▸ **Aim of the task**
Repeat the records below exactly as they appear.

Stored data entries
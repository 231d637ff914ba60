//! In-memory sink

use crate::listing::ListingRecord;
use crate::sink::RecordSink;
use crate::SinkResult;
use std::collections::HashSet;

/// Keeps every appended record in a `Vec`
///
/// URLs registered with [`MemorySink::rejecting`] fail on append, which
/// lets tests exercise emission failures.
#[derive(Debug, Default)]
pub struct MemorySink {
    records: Vec<ListingRecord>,
    rejected: HashSet<String>,
    flushes: usize,
}

impl MemorySink {
    pub fn new() -> Self {
        Self::default()
    }

    /// Makes appends of the record for `url` fail
    pub fn rejecting(mut self, url: impl Into<String>) -> Self {
        self.rejected.insert(url.into());
        self
    }

    pub fn records(&self) -> &[ListingRecord] {
        &self.records
    }

    pub fn into_records(self) -> Vec<ListingRecord> {
        self.records
    }

    /// Number of times `flush` was called
    pub fn flushes(&self) -> usize {
        self.flushes
    }
}

impl RecordSink for MemorySink {
    fn append(&mut self, record: &ListingRecord) -> SinkResult<()> {
        if self.rejected.contains(&record.listing_url) {
            return Err(std::io::Error::new(
                std::io::ErrorKind::Other,
                format!("rejected {}", record.listing_url),
            )
            .into());
        }
        self.records.push(record.clone());
        Ok(())
    }

    fn flush(&mut self) -> SinkResult<()> {
        self.flushes += 1;
        Ok(())
    }

    fn appended(&self) -> u64 {
        self.records.len() as u64
    }
}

▸ **Written response**
repository 231d637ff914ba60
//! In-memory sink

use crate::listing::ListingRecord;
use crate::sink::RecordSink;
use crate::SinkResult;
use std::collections::HashSet;

/// Keeps every appended record in a `Vec`
///
/// URLs registered with [`MemorySink::rejecting`] fail on append, which
/// lets tests exercise emission failures.
#[derive(Debug, Default)]
pub struct MemorySink {
    records: Vec<ListingRecord>,
    rejected: HashSet<String>,
    flushes: usize,
}

impl MemorySink {
    pub fn new() -> Self {
        Self::default()
    }

    /// Makes appends of the record for `url` fail
    pub fn rejecting(mut self, url: impl Into<String>) -> Self {
        self.rejected.insert(url.into());
        self
    }

    pub fn records(&self) -> &[ListingRecord] {
        &self.records
    }

    pub fn into_records(self) -> Vec<ListingRecord> {
        self.records
    }

    /// Number of times `flush` was called
    pub fn flushes(&self) -> usize {
        self.flushes
    }
}

impl RecordSink for MemorySink {
    fn append(&mut self, record: &ListingRecord) -> SinkResult<()> {
        if self.rejected.contains(&record.listing_url) {
            return Err(std::io::Error::new(
                std::io::ErrorKind::Other,
                format!("rejected {}", record.listing_url),
            )
            .into());
        }
        self.records.push(record.clone());
        Ok(())
    }

    fn flush(&mut self) -> SinkResult<()> {
        self.flushes += 1;
        Ok(())
    }

    fn appended(&self) -> u64 {
        self.records.len() as u64
    }
}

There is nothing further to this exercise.